Camila e Rogerio Silveira voltam do Egito após interrupção de uma viagem que já durava um ano e três meses Imagem: Arquivo pessoal

Marcel Vincenti

Colaboração para Nossa

30/04/2020 04h00

Presos no exterior por causa da pandemia de coronavírus, que fechou fronteiras e gerou cancelamentos de viagens aéreas no planeta inteiro, milhares de brasileiros têm sido trazidos de volta para o Brasil com voos de repatriação.

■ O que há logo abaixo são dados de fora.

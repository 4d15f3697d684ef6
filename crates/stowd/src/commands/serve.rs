//! `stowd serve` — the request loop.
//!
//! Requests arrive as JSON lines on stdin, each becoming one delivery on
//! the consumer's channel. End of input drains the queue and exits;
//! Ctrl-C stops after the current delivery.

use tokio::io::{AsyncBufReadExt, BufReader};
use tokio::sync::{mpsc, watch};
use tracing::{debug, info, warn};

use stow_core::StowConfig;
use stowgrid_dispatch::{
    ConfiguredSink, ConsumerOptions, Delivery, DistributionService, QueueConsumer, ResultSink,
};
use stowgrid_placement::packer_for;
use stowgrid_state::StateStore;

const FEED_BUFFER: usize = 64;

pub async fn run(config: &StowConfig) -> anyhow::Result<()> {
    info!("stowgrid daemon starting");

    std::fs::create_dir_all(&config.data_dir)?;
    let db_path = config.database_path();
    let store = StateStore::open(&db_path)?;
    info!(path = ?db_path, "state store opened");

    let sink = ConfiguredSink::from_config(&config.sink);
    info!(sink = sink.name(), packer = ?config.packer, "result sink ready");
    if let ConfiguredSink::JsonLines(s) = &sink {
        match s.path() {
            Some(path) => info!(path = %path.display(), "appending plans to file"),
            None => info!("writing plans to stdout"),
        }
    }

    let service = DistributionService::new(store, packer_for(config.packer), sink);
    let consumer = QueueConsumer::new(
        config.queue.name.clone(),
        service,
        ConsumerOptions::from(&config.queue),
    );

    // ── Shutdown signal ────────────────────────────────────────

    let (shutdown_tx, shutdown_rx) = watch::channel(false);
    let (tx, rx) = mpsc::channel(FEED_BUFFER);

    // ── Request feed ───────────────────────────────────────────

    tokio::spawn(async move {
        let mut lines = BufReader::new(tokio::io::stdin()).lines();
        loop {
            match lines.next_line().await {
                Ok(Some(line)) => {
                    let line = line.trim();
                    if line.is_empty() {
                        continue;
                    }
                    if tx.send(Delivery::new(line.to_string())).await.is_err() {
                        break;
                    }
                }
                Ok(None) => break,
                Err(e) => {
                    warn!(error = %e, "failed to read request feed");
                    break;
                }
            }
        }
        debug!("request feed closed");
    });

    let mut consumer_task = tokio::spawn(async move { consumer.run(rx, shutdown_rx).await });

    let stats = tokio::select! {
        joined = &mut consumer_task => joined?,
        signal = tokio::signal::ctrl_c() => {
            if let Err(e) = signal {
                warn!(error = %e, "failed to listen for Ctrl-C");
            }
            info!("shutdown signal received");
            let _ = shutdown_tx.send(true);
            consumer_task.await?
        }
    };

    info!(
        acked = stats.acked,
        requeued = stats.requeued,
        dropped = stats.dropped,
        "stowgrid daemon stopped"
    );
    Ok(())
}
#[cfg(test)]
mod tests {
    use super::*;

    fn warehouse(id: &str, capacity: f64) -> WarehouseRecord {
        WarehouseRecord {
            id: id.to_string(),
            name: format!("Warehouse {id}"),
            total_capacity_m3: capacity,
        }
    }

    fn product(id: &str, volume: f64) -> Product {
        Product {
            id: id.to_string(),
            name: id.to_uppercase(),
            volume_m3: volume,
        }
    }

    fn shipment(id: &str, dest: &str, status: ShipmentStatus, lines: &[(&str, u32)]) -> Shipment {
        Shipment {
            id: id.to_string(),
            source_id: Some("hub".to_string()),
            destination_id: dest.to_string(),
            status,
            items: lines
                .iter()
                .map(|(p, q)| ShipmentLine {
                    product_id: p.to_string(),
                    quantity: *q,
                })
                .collect(),
        }
    }

    fn seed() -> SeedData {
        SeedData {
            warehouses: vec![warehouse("kyiv", 1000.0), warehouse("lviv", 500.0)],
            products: vec![product("box", 2.0), product("pallet", 1.5)],
            stock_levels: vec![
                StockLevel {
                    warehouse_id: "kyiv".to_string(),
                    product_id: "box".to_string(),
                    quantity: 10,
                },
                StockLevel {
                    warehouse_id: "kyiv".to_string(),
                    product_id: "pallet".to_string(),
                    quantity: 4,
                },
            ],
            shipments: vec![
                shipment("s-1", "lviv", ShipmentStatus::InTransit, &[("box", 5)]),
                shipment("s-2", "lviv", ShipmentStatus::Planned, &[("pallet", 2)]),
                shipment("s-3", "lviv", ShipmentStatus::Delivered, &[("box", 100)]),
                shipment("s-4", "kyiv", ShipmentStatus::Cancelled, &[("box", 100)]),
            ],
            supplies: vec![Supply {
                id: "sup-1".to_string(),
                warehouse_id: "kyiv".to_string(),
                status: SupplyStatus::Received,
                items: vec![
                    SupplyLine {
                        product_id: "box".to_string(),
                        quantity: 3,
                        priority: None,
                    },
                    SupplyLine {
                        product_id: "pallet".to_string(),
                        quantity: 2,
                        priority: Some(20),
                    },
                ],
            }],
        }
    }

    // ── CRUD ───────────────────────────────────────────────────────

    #[test]
    fn warehouse_put_get_delete() {
        let store = StateStore::open_in_memory().unwrap();
        let wh = warehouse("kyiv", 1000.0);

        store.put_warehouse(&wh).unwrap();
        assert_eq!(store.get_warehouse("kyiv").unwrap(), Some(wh));

        assert!(store.delete_warehouse("kyiv").unwrap());
        assert!(!store.delete_warehouse("kyiv").unwrap());
        assert!(store.get_warehouse("kyiv").unwrap().is_none());
    }

    #[test]
    fn stock_level_update_in_place() {
        let store = StateStore::open_in_memory().unwrap();
        let mut level = StockLevel {
            warehouse_id: "kyiv".to_string(),
            product_id: "box".to_string(),
            quantity: 3,
        };
        store.put_stock_level(&level).unwrap();

        level.quantity = 7;
        store.put_stock_level(&level).unwrap();

        assert_eq!(store.list_stock_levels().unwrap().len(), 1);
        assert_eq!(
            store.get_stock_level("kyiv", "box").unwrap().unwrap().quantity,
            7
        );
    }

    #[test]
    fn shipment_status_round_trips() {
        let store = StateStore::open_in_memory().unwrap();
        let s = shipment("s-1", "lviv", ShipmentStatus::InTransit, &[("box", 1)]);
        store.put_shipment(&s).unwrap();

        assert_eq!(store.get_shipment("s-1").unwrap(), Some(s));
        assert!(store.delete_shipment("s-1").unwrap());
        assert!(store.list_shipments().unwrap().is_empty());
    }

    #[test]
    fn empty_store_operations() {
        let store = StateStore::open_in_memory().unwrap();

        assert!(store.list_warehouses().unwrap().is_empty());
        assert!(store.list_products().unwrap().is_empty());
        assert!(store.list_supplies().unwrap().is_empty());
        assert!(store.network_loads().unwrap().is_empty());
        assert!(!store.delete_supply("nope").unwrap());
        assert!(store.get_product("nope").unwrap().is_none());
    }

    #[test]
    fn import_writes_every_table() {
        let store = StateStore::open_in_memory().unwrap();
        store.import_snapshot(&seed()).unwrap();

        assert_eq!(store.list_warehouses().unwrap().len(), 2);
        assert_eq!(store.list_products().unwrap().len(), 2);
        assert_eq!(store.list_stock_levels().unwrap().len(), 2);
        assert_eq!(store.list_shipments().unwrap().len(), 4);
        assert_eq!(store.list_supplies().unwrap().len(), 1);
    }

    // ── Aggregates ─────────────────────────────────────────────────

    #[test]
    fn network_loads_fold_stock_and_open_shipments() {
        let store = StateStore::open_in_memory().unwrap();
        store.import_snapshot(&seed()).unwrap();

        let loads = store.network_loads().unwrap();
        assert_eq!(loads.len(), 2);

        let kyiv = &loads[0];
        assert_eq!(kyiv.warehouse_id, "kyiv");
        assert_eq!(kyiv.total_capacity_m3, 1000.0);
        assert_eq!(kyiv.current_stock_m3, 10.0 * 2.0 + 4.0 * 1.5);
        // Cancelled shipment does not count.
        assert_eq!(kyiv.incoming_m3, 0.0);

        let lviv = &loads[1];
        assert_eq!(lviv.current_stock_m3, 0.0);
        // In-transit + planned; delivered excluded.
        assert_eq!(lviv.incoming_m3, 5.0 * 2.0 + 2.0 * 1.5);
    }

    #[test]
    fn network_loads_reject_unknown_product() {
        let store = StateStore::open_in_memory().unwrap();
        store.put_warehouse(&warehouse("kyiv", 10.0)).unwrap();
        store
            .put_stock_level(&StockLevel {
                warehouse_id: "kyiv".to_string(),
                product_id: "ghost".to_string(),
                quantity: 1,
            })
            .unwrap();

        assert!(matches!(
            store.network_loads(),
            Err(StateError::NotFound(_))
        ));
    }

    #[test]
    fn supply_units_expand_quantities() {
        let store = StateStore::open_in_memory().unwrap();
        store.import_snapshot(&seed()).unwrap();

        let units = store.supply_units("sup-1").unwrap();
        assert_eq!(units.len(), 5);
        assert!(units[..3].iter().all(|u| u.product_id == "box"
            && u.volume_m3 == 2.0
            && u.priority == DEFAULT_PRIORITY));
        assert!(units[3..].iter().all(|u| u.product_id == "pallet" && u.priority == 20));
    }

    #[test]
    fn supply_lookups_report_missing() {
        let store = StateStore::open_in_memory().unwrap();
        store.import_snapshot(&seed()).unwrap();

        assert_eq!(store.supply_source("sup-1").unwrap(), "kyiv");
        assert!(matches!(
            store.supply_source("sup-404"),
            Err(StateError::NotFound(_))
        ));
        assert!(matches!(
            store.supply_units("sup-404"),
            Err(StateError::NotFound(_))
        ));
    }

    // ── Persistence (on-disk) ──────────────────────────────────────

    #[test]
    fn persistence_survives_reopen() {
        let dir = tempfile::tempdir().unwrap();
        let db_path = dir.path().join("test.redb");

        {
            let store = StateStore::open(&db_path).unwrap();
            store.import_snapshot(&seed()).unwrap();
        }

        // Reopen the same database file.
        let store = StateStore::open(&db_path).unwrap();
        assert_eq!(store.list_warehouses().unwrap().len(), 2);
        assert_eq!(store.supply_units("sup-1").unwrap().len(), 5);
    }
}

As viagens são realizadas com aviões fretados custeados pelo Itamaraty e já resgataram brasileiros, entre residentes e turistas, de países como Índia, Tailândia, Vietnã e Austrália. E, apesar do alívio de voltar para a terra-natal, a vinda não ocorre sem muita burocracia e obstáculos.

Leia o relato de brasileiros que, após um longo tempo "ilhados" em territórios estrangeiros por causa da crise gerada pela covid-19, foram repatriados recentemente.

Desinfetado e escoltado pela polícia

Após ficar preso na Índia por mais de um mês, o brasileiro Rodrigo Airaf finalmente conseguiu retornar ao Brasil no último dia 15 de abril, com uma viagem organizada pelo Itamaraty que repatriou 328 brasileiros.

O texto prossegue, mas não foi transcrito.